TASK ITEM:
Search the data for "derive" and copy every matching line.

DATA FOR THE TASK:

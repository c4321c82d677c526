use thiserror::Error;

#[derive(Error, Debug)]
pub enum ConfigError {
    /// Required environment variable is not set.
    ///
    /// Check the `.env.example` file for required configuration variables.
    #[error("Missing required environment variable: {0}")]
    MissingEnvVar(String),

    /// Environment variable is set but cannot be parsed.
    #[error("Invalid value '{value}' for environment variable {name}")]
    InvalidEnvVar { name: String, value: String },
}
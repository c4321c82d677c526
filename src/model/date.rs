//! Serde helpers for the wire encoding of dates and timestamps.
//!
//! Dates are always written as `yyyy-MM-dd` and timestamps as
//! `yyyy-MM-ddTHH:mm:ss`, independent of chrono's default formats.

use chrono::{NaiveDate, NaiveDateTime};
use serde::{Deserialize, Deserializer, Serializer};

pub const DATE_FORMAT: &str = "%Y-%m-%d";
pub const DATE_TIME_FORMAT: &str = "%Y-%m-%dT%H:%M:%S";

pub fn serialize<S>(date: &NaiveDate, serializer: S) -> Result<S::Ok, S::Error>
where
    S: Serializer,
{
    serializer.serialize_str(&date.format(DATE_FORMAT).to_string())
}

pub fn deserialize<'de, D>(deserializer: D) -> Result<NaiveDate, D::Error>
where
    D: Deserializer<'de>,
{
    use serde::de::Error;
    let value = String::deserialize(deserializer)?;
    NaiveDate::parse_from_str(&value, DATE_FORMAT).map_err(D::Error::custom)
}

/// Optional `yyyy-MM-dd` dates; `null` and a missing field both read as `None`.
pub mod option {
    use super::*;

    pub fn serialize<S>(date: &Option<NaiveDate>, serializer: S) -> Result<S::Ok, S::Error>
    where
        S: Serializer,
    {
        match date {
            Some(date) => super::serialize(date, serializer),
            None => serializer.serialize_none(),
        }
    }

    pub fn deserialize<'de, D>(deserializer: D) -> Result<Option<NaiveDate>, D::Error>
    where
        D: Deserializer<'de>,
    {
        use serde::de::Error;
        Option::<String>::deserialize(deserializer)?
            .map(|value| NaiveDate::parse_from_str(&value, DATE_FORMAT).map_err(D::Error::custom))
            .transpose()
    }
}

pub mod date_time {
    use super::*;

    pub fn serialize<S>(value: &NaiveDateTime, serializer: S) -> Result<S::Ok, S::Error>
    where
        S: Serializer,
    {
        serializer.serialize_str(&value.format(DATE_TIME_FORMAT).to_string())
    }

    pub fn deserialize<'de, D>(deserializer: D) -> Result<NaiveDateTime, D::Error>
    where
        D: Deserializer<'de>,
    {
        use serde::de::Error;
        let value = String::deserialize(deserializer)?;
        NaiveDateTime::parse_from_str(&value, DATE_TIME_FORMAT).map_err(D::Error::custom)
    }
}
use thiserror::Error;

/// Errors that can occur while preparing a test environment.
#[derive(Error, Debug)]
pub enum TestError {
    /// Failed to connect to the in-memory database or create tables.
    #[error(transparent)]
    Database(#[from] sea_orm::DbErr),

    /// Failed to prepare the session store.
    #[error("Failed to initialize session store: {0}")]
    Session(String),
}
use serde::{Deserialize, Serialize};

use crate::model::reference::LocationDto;

#[derive(Debug, Clone, Serialize, Deserialize)]
pub struct UserDto {
    pub id: i32,
    pub username: String,
    pub role: String,
    pub location: Option<LocationDto>,
}

#[derive(Debug, Clone, PartialEq, Serialize, Deserialize)]
pub struct TeacherDto {
    pub id: i32,
    pub username: String,
}

#[derive(Deserialize)]
pub struct LoginDto {
    pub username: String,
    pub password: String,
}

WRITTEN ANSWER:
#[derive(Error, Debug)]
#[derive(Error, Debug)]
#[derive(Debug, Clone, Serialize, Deserialize)]
#[derive(Debug, Clone, PartialEq, Serialize, Deserialize)]
#[derive(Deserialize)]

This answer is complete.